= WHAT THE EXERCISE ASKS =
From the entries, copy out every line in which the word "failures" is found.

_ _ _

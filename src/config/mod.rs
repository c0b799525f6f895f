// src/config/mod.rs
//! Application configuration loaded from TOML.
//!
//! Lookup order for [`AppConfig::load_default`]:
//! 1) `$HOT_TOPICS_CONFIG`
//! 2) `config/hot_topics.toml`
//! 3) built-in defaults
//!
//! Values are sanitized after parsing so downstream code never sees a zero
//! cap or an out-of-range similarity.

pub mod sources;

use anyhow::{anyhow, Context, Result};
use serde::{Deserialize, Serialize};
use std::fs;
use std::path::{Path, PathBuf};

use crate::analyze::curate::CurationParams;
use crate::analyze::rank::RankParams;
pub use sources::{HackerNewsConfig, RedditConfig, RssFeedConfig, SourcesConfig, TwitterConfig};

pub const ENV_CONFIG_PATH: &str = "HOT_TOPICS_CONFIG";
pub const DEFAULT_CONFIG_PATH: &str = "config/hot_topics.toml";

#[derive(Debug, Clone, Default, Serialize, Deserialize)]
pub struct AppConfig {
    #[serde(default)]
    pub sources: SourcesConfig,
    #[serde(default)]
    pub ranking: RankParams,
    #[serde(default)]
    pub curation: CurationParams,
    #[serde(default)]
    pub output: OutputConfig,
    #[serde(default)]
    pub scheduler: SchedulerConfig,
}

fn default_root_dir() -> PathBuf {
    PathBuf::from("./output")
}
fn default_retain_days() -> u32 {
    30
}
fn default_true() -> bool {
    true
}

#[derive(Debug, Clone, Serialize, Deserialize)]
pub struct OutputConfig {
    #[serde(default = "default_root_dir")]
    pub root_dir: PathBuf,
    /// Mirror the newest artifact into `{root_dir}/latest/`.
    #[serde(default = "default_true")]
    pub write_latest: bool,
    /// Dated run directories older than this are removed. 0 keeps everything.
    #[serde(default = "default_retain_days")]
    pub retain_days: u32,
}

impl Default for OutputConfig {
    fn default() -> Self {
        Self {
            root_dir: default_root_dir(),
            write_latest: true,
            retain_days: default_retain_days(),
        }
    }
}

#[derive(Debug, Clone, Copy, PartialEq, Eq, Default, Serialize, Deserialize)]
#[serde(rename_all = "lowercase")]
pub enum ScheduleMode {
    #[default]
    Daily,
    Hourly,
    Interval,
}

fn default_daily_time() -> String {
    "08:00".to_string()
}
fn default_interval_minutes() -> u64 {
    60
}

#[derive(Debug, Clone, Serialize, Deserialize)]
pub struct SchedulerConfig {
    #[serde(default)]
    pub enabled: bool,
    #[serde(default)]
    pub mode: ScheduleMode,
    /// HH:MM, local time, for `daily`.
    #[serde(default = "default_daily_time")]
    pub time: String,
    #[serde(default = "default_interval_minutes")]
    pub interval_minutes: u64,
    #[serde(default)]
    pub run_on_start: bool,
}

impl Default for SchedulerConfig {
    fn default() -> Self {
        Self {
            enabled: false,
            mode: ScheduleMode::Daily,
            time: default_daily_time(),
            interval_minutes: default_interval_minutes(),
            run_on_start: false,
        }
    }
}

impl AppConfig {
    /// Load from an explicit TOML file.
    pub fn load_from_file<P: AsRef<Path>>(path: P) -> Result<Self> {
        let path = path.as_ref();
        let content = fs::read_to_string(path)
            .with_context(|| format!("reading config from {}", path.display()))?;
        Self::from_toml_str(&content).with_context(|| format!("parsing {}", path.display()))
    }

    pub fn from_toml_str(s: &str) -> Result<Self> {
        let cfg: AppConfig = toml::from_str(s)?;
        Ok(cfg.sanitized())
    }

    /// Env var, then `config/hot_topics.toml`, then defaults.
    pub fn load_default() -> Result<Self> {
        if let Ok(p) = std::env::var(ENV_CONFIG_PATH) {
            let pb = PathBuf::from(p);
            if pb.exists() {
                return Self::load_from_file(&pb);
            } else {
                return Err(anyhow!("{ENV_CONFIG_PATH} points to non-existent path"));
            }
        }
        let p = PathBuf::from(DEFAULT_CONFIG_PATH);
        if p.exists() {
            return Self::load_from_file(&p);
        }
        Ok(Self::default().sanitized())
    }

    /// Clamp values that would make a run meaningless.
    pub fn sanitized(mut self) -> Self {
        self.ranking = self.ranking.sanitized();
        self.curation = self.curation.sanitized();
        if self.sources.timeout_s == 0 {
            self.sources.timeout_s = 1;
        }
        if self.sources.source_timeout_s < self.sources.timeout_s {
            self.sources.source_timeout_s = self.sources.timeout_s;
        }
        if self.sources.comment_timeout_s == 0 {
            self.sources.comment_timeout_s = self.sources.timeout_s;
        }
        if self.sources.default_language.trim().is_empty() {
            self.sources.default_language = "en".to_string();
        }
        if self.scheduler.interval_minutes == 0 {
            self.scheduler.interval_minutes = 1;
        }
        self.sources.reddit.subreddits = self
            .sources
            .reddit
            .subreddits
            .iter()
            .map(|s| s.trim().trim_start_matches("r/").to_string())
            .filter(|s| !s.is_empty())
            .collect();
        // The feed name is the topic's source tag; it must not be blank.
        for (i, feed) in self.sources.rss.iter_mut().enumerate() {
            feed.name = feed.name.trim().to_string();
            if feed.name.is_empty() {
                feed.name = match feed.url.trim() {
                    "" => format!("feed-{}", i + 1),
                    url => url.to_string(),
                };
            }
        }
        self
    }
}
// src/ingest/mod.rs
pub mod adapter;
pub mod fetch;
pub mod providers;
pub mod types;

use crate::ingest::types::{Comment, RawItem, SourceTag, Topic};
use metrics::{describe_counter, describe_gauge, describe_histogram};
use once_cell::sync::OnceCell;

pub use adapter::SourceAdapter;
pub use fetch::{HttpFetch, ReqwestFetcher};

/// Title cap (chars) after normalization.
pub const TITLE_MAX_CHARS: usize = 300;
/// Excerpt cap (chars) after normalization.
pub const EXCERPT_MAX_CHARS: usize = 300;
/// Comment body cap (chars).
pub const COMMENT_MAX_CHARS: usize = 500;
/// Comments must be longer than this (chars, after normalization); shorter
/// ones are dropped as noise.
pub const COMMENT_MIN_CHARS: usize = 10;

/// One-time metrics registration (so series show up on /metrics).
pub(crate) fn ensure_metrics_described() {
    static ONCE: OnceCell<()> = OnceCell::new();
    ONCE.get_or_init(|| {
        describe_counter!(
            "topics_fetched_total",
            "Topics that survived normalization, per source."
        );
        describe_counter!(
            "topics_selected_total",
            "Topics selected into the final set, per source."
        );
        describe_counter!("source_errors_total", "Adapter fetch/parse failures.");
        describe_counter!(
            "comment_fetch_errors_total",
            "Comment fetch failures or timeouts."
        );
        describe_counter!("pipeline_runs_total", "Completed aggregation runs.");
        describe_histogram!("source_fetch_ms", "Adapter fetch time in milliseconds.");
        describe_gauge!(
            "pipeline_last_run_ts",
            "Unix ts when the aggregation pipeline last ran."
        );
    });
}

/// Normalize text: strip HTML, unescape entities, fold quotes, collapse whitespace,
/// cap at `max_chars` characters.
pub fn normalize_text(s: &str, max_chars: usize) -> String {
    // 1) Block-level tags become spaces so paragraphs don't glue together
    static RE_BLOCK: OnceCell<regex::Regex> = OnceCell::new();
    let re_block = RE_BLOCK.get_or_init(|| {
        regex::Regex::new(r"(?i)<\s*/?\s*(p|br|div|li|ul|ol|tr|h[1-6])\b[^>]*>").unwrap()
    });
    let mut out = re_block.replace_all(s, " ").to_string();

    // 2) Strip remaining tags
    static RE_TAGS: OnceCell<regex::Regex> = OnceCell::new();
    let re_tags = RE_TAGS.get_or_init(|| regex::Regex::new(r"(?is)</?[^>]+>").unwrap());
    out = re_tags.replace_all(&out, "").to_string();

    // 3) HTML entity decode
    out = html_escape::decode_html_entities(&out).to_string();

    // 4) Normalize “ ” ‘ ’ « » to ASCII quotes
    out = out
        .replace(['\u{201C}', '\u{201D}', '\u{00AB}', '\u{00BB}'], "\"")
        .replace(['\u{2018}', '\u{2019}'], "'");

    // 5) Collapse whitespace
    static RE_WS: OnceCell<regex::Regex> = OnceCell::new();
    let re_ws = RE_WS.get_or_init(|| regex::Regex::new(r"\s+").unwrap());
    out = re_ws.replace_all(&out, " ").trim().to_string();

    // 6) Length cap
    if out.chars().count() > max_chars {
        out = out.chars().take(max_chars).collect::<String>().trim_end().to_string();
    }

    out
}

/// Case-insensitive substring allowlist. An empty allowlist admits everything.
pub fn matches_any_keyword<S: AsRef<str>>(text: &str, keywords: &[S]) -> bool {
    if keywords.is_empty() {
        return true;
    }
    let hay = text.to_lowercase();
    keywords
        .iter()
        .map(|k| k.as_ref().trim().to_lowercase())
        .any(|k| !k.is_empty() && hay.contains(&k))
}

fn non_empty(s: Option<String>, max_chars: usize) -> Option<String> {
    s.map(|v| normalize_text(&v, max_chars))
        .filter(|v| !v.is_empty())
}

/// Validate and normalize one upstream item. Items without a title or URL are
/// dropped (`None`); negative counters clamp to zero. The item's own source
/// wins over the adapter's `source`. Pure: the same input always yields the
/// same Topic.
pub fn normalize_item(raw: RawItem, source: &SourceTag, language_hint: &str) -> Option<Topic> {
    let title = normalize_text(&raw.title, TITLE_MAX_CHARS);
    let url = raw.url.trim().to_string();
    if title.is_empty() || url.is_empty() {
        return None;
    }
    let id = match raw.id.trim() {
        "" => url.clone(),
        id => id.to_string(),
    };
    Some(Topic {
        id,
        source: raw.source.unwrap_or_else(|| source.clone()),
        title,
        url,
        score: raw.score.max(0) as u64,
        comments_count: raw.comments_count.max(0) as u64,
        author: non_empty(raw.author, TITLE_MAX_CHARS),
        excerpt: non_empty(raw.excerpt, EXCERPT_MAX_CHARS),
        language: language_hint.to_string(),
        comments: Vec::new(),
    })
}

/// Normalize a raw comment body; short or empty bodies are dropped.
pub fn normalize_comment(author: Option<String>, body: &str, score: Option<i64>) -> Option<Comment> {
    let body = normalize_text(body, COMMENT_MAX_CHARS);
    if body.chars().count() <= COMMENT_MIN_CHARS {
        return None;
    }
    Some(Comment {
        author: non_empty(author, TITLE_MAX_CHARS),
        body,
        score,
        flagged_interesting: false,
    })
}
// src/analyze/language.rs
//! Language hint for downstream summarization.
//!
//! The source-level hint is trusted first. Text inspection can only move a
//! topic toward the CJK language, never away from a non-default hint.

use crate::ingest::types::Topic;

pub const CJK_LANGUAGE: &str = "zh";

/// CJK unified ideographs (+ extension A, compatibility block, extension B).
pub fn is_cjk(ch: char) -> bool {
    matches!(ch,
        '\u{4E00}'..='\u{9FFF}'
        | '\u{3400}'..='\u{4DBF}'
        | '\u{F900}'..='\u{FAFF}'
        | '\u{20000}'..='\u{2A6DF}')
}

pub fn contains_cjk(s: &str) -> bool {
    s.chars().any(is_cjk)
}

pub fn classify(topic: &Topic, source_hint: &str, default_language: &str) -> String {
    if !source_hint.eq_ignore_ascii_case(default_language) {
        return source_hint.to_string();
    }
    let excerpt = topic.excerpt.as_deref().unwrap_or_default();
    if contains_cjk(&topic.title) || contains_cjk(excerpt) {
        return CJK_LANGUAGE.to_string();
    }
    default_language.to_string()
}

#[cfg(test)]
mod tests {
    use super::*;
    use crate::ingest::types::SourceTag;

    fn t(title: &str, excerpt: Option<&str>) -> Topic {
        Topic {
            id: "1".into(),
            source: SourceTag::Reddit("rust".into()),
            title: title.into(),
            url: "https://example.test".into(),
            score: 1,
            comments_count: 0,
            author: None,
            excerpt: excerpt.map(str::to_string),
            language: "en".into(),
            comments: vec![],
        }
    }

    #[test]
    fn source_hint_wins_over_plain_text() {
        assert_eq!(classify(&t("OpenAI news", None), "zh", "en"), "zh");
    }

    #[test]
    fn cjk_text_upgrades_default_source() {
        assert_eq!(classify(&t("人工智能 update", None), "en", "en"), "zh");
        assert_eq!(classify(&t("plain", Some("来自中国新闻网")), "en", "en"), "zh");
    }

    #[test]
    fn plain_text_stays_default() {
        assert_eq!(classify(&t("Rust agents", Some("no cjk here")), "en", "en"), "en");
    }

    #[test]
    fn kana_only_is_not_cjk_ideograph() {
        assert!(!contains_cjk("ひらがな"));
        assert!(contains_cjk("漢字"));
    }
}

_ _ _

= EXERCISE ANSWER =
        describe_counter!("source_errors_total", "Adapter fetch/parse failures.");
            "Comment fetch failures or timeouts."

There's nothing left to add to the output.